[Collected data]

-*-*-

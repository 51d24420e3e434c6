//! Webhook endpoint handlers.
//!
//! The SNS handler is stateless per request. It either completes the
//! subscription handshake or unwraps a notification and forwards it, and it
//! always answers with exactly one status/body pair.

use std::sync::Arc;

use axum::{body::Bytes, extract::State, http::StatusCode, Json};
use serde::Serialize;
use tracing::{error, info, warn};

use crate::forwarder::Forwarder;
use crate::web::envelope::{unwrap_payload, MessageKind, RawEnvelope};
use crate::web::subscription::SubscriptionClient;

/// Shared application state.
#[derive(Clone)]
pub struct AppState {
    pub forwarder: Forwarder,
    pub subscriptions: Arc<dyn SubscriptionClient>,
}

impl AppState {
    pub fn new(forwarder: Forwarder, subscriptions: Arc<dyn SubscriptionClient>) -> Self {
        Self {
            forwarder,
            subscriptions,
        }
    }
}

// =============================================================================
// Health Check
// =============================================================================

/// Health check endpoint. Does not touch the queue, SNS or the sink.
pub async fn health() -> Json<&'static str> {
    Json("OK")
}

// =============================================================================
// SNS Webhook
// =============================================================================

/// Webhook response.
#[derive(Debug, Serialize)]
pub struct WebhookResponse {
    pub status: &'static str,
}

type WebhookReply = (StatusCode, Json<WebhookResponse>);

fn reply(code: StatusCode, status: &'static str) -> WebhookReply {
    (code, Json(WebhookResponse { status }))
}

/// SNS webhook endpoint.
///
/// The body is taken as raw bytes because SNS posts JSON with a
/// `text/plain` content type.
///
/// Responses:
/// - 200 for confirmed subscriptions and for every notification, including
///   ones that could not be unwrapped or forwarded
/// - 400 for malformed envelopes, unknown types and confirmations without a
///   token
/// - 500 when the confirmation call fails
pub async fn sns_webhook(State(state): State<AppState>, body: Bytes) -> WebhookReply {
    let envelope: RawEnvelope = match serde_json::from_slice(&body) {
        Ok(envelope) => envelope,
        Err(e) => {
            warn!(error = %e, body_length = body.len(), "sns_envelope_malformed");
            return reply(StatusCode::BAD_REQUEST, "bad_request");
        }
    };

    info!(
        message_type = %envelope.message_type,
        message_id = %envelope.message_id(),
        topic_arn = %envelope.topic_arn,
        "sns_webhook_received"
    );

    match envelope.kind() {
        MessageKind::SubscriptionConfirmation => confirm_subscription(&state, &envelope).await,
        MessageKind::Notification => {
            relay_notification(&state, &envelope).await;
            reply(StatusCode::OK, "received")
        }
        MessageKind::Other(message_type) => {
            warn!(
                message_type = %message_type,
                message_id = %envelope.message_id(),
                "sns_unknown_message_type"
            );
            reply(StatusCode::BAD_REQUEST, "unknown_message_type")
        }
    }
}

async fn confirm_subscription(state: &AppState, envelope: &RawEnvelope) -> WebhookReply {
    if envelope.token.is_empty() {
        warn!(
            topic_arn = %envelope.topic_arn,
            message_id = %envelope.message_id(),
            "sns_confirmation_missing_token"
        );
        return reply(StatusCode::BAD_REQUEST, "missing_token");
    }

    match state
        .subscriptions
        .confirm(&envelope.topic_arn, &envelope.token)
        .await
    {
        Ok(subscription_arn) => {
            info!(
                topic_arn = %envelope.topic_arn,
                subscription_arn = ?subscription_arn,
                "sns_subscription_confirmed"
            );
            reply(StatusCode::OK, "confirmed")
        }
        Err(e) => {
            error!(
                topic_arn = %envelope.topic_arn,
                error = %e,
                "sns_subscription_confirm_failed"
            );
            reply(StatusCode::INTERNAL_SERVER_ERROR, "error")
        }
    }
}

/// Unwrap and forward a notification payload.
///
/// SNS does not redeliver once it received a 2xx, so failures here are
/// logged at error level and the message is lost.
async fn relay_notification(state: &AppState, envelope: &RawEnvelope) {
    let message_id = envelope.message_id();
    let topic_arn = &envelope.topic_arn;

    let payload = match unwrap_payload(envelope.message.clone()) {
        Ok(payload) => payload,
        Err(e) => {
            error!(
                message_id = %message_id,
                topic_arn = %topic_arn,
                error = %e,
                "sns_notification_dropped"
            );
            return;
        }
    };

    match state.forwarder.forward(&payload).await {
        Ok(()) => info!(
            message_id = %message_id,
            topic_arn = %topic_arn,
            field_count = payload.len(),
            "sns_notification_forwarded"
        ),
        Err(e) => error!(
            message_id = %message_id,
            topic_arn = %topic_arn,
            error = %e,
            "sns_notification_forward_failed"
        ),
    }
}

-*-*-

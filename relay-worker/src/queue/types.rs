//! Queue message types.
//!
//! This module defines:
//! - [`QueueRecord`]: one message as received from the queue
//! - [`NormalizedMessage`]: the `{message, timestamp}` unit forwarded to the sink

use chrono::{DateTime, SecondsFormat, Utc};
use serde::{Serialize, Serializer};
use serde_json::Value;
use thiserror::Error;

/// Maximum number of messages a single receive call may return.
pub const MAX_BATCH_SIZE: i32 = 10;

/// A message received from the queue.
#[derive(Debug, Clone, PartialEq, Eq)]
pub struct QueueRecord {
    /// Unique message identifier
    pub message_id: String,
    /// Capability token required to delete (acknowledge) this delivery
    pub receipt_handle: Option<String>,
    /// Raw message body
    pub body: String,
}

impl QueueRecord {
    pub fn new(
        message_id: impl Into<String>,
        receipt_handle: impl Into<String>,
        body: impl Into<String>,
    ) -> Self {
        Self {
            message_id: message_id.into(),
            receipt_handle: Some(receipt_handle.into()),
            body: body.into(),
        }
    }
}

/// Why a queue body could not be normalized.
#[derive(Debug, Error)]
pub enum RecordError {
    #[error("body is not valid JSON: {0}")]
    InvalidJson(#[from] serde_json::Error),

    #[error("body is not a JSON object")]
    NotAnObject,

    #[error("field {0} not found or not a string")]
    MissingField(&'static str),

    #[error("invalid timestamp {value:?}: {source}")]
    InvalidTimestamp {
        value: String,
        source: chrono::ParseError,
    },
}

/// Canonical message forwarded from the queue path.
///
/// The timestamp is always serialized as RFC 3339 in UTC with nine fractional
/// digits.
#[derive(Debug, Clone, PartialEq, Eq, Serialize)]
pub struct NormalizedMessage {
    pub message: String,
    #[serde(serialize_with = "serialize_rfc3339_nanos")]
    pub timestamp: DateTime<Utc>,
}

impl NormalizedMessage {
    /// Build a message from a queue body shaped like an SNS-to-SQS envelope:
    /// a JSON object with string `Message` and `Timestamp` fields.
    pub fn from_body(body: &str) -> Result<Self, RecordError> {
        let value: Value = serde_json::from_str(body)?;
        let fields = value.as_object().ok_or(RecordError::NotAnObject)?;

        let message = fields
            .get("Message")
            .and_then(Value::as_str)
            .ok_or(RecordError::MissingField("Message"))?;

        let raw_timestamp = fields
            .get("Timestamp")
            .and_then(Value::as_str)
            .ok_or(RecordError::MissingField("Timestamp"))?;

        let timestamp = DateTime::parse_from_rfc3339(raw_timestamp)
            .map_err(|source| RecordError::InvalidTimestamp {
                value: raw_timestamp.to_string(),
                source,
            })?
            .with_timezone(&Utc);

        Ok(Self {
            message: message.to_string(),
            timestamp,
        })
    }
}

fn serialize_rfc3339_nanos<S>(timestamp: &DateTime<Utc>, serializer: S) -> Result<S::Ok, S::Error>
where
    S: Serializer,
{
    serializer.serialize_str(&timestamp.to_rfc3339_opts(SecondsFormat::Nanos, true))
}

-*-*-

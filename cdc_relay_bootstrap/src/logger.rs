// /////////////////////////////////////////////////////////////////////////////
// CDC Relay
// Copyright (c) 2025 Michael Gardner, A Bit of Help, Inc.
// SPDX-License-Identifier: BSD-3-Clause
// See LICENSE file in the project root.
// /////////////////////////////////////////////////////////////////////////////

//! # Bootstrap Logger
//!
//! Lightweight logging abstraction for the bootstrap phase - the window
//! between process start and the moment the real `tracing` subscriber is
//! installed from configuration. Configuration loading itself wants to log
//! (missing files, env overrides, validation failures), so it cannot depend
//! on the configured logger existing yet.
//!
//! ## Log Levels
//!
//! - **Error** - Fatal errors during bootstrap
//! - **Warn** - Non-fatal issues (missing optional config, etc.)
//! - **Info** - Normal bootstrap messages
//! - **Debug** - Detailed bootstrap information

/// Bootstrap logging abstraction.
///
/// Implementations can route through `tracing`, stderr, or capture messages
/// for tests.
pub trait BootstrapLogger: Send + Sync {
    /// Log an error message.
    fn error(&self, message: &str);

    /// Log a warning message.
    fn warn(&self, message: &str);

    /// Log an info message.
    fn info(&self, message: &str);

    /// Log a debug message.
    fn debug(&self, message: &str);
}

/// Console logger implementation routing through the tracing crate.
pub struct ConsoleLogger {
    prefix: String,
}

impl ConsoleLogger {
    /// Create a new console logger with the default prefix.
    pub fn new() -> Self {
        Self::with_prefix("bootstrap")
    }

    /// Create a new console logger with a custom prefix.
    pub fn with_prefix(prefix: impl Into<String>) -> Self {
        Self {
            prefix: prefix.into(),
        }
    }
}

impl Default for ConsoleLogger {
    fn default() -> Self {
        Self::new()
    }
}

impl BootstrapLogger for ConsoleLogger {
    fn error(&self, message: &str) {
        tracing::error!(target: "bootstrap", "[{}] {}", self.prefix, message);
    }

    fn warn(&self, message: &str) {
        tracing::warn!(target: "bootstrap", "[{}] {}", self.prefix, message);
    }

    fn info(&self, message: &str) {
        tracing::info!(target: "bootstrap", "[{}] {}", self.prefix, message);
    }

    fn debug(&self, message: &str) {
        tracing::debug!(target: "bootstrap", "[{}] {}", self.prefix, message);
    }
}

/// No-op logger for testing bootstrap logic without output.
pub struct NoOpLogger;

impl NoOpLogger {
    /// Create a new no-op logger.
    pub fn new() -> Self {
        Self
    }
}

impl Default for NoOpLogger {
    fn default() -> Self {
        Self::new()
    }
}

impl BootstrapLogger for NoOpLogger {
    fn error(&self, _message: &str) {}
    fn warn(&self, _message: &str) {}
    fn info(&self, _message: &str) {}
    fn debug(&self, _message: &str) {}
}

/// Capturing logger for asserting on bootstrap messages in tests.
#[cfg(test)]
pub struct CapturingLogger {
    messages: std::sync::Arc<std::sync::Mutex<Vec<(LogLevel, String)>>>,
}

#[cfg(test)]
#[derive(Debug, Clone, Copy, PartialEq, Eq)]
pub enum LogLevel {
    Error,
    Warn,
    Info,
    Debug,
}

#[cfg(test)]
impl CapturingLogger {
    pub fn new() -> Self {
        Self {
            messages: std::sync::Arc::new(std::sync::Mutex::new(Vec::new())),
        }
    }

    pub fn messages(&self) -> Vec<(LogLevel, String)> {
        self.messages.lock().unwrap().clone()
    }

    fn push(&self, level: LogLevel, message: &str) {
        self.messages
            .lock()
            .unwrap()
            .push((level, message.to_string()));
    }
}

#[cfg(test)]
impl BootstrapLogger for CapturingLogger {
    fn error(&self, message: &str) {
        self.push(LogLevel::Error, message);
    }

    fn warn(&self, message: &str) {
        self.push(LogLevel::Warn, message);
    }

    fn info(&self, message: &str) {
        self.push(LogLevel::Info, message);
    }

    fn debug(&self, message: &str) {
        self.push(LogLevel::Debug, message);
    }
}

-*-*-

**WORK REQUIRED:**
Across the data above, how many lines contain the string "Result"? Reply with the number and nothing else.

**SOLUTION:**
2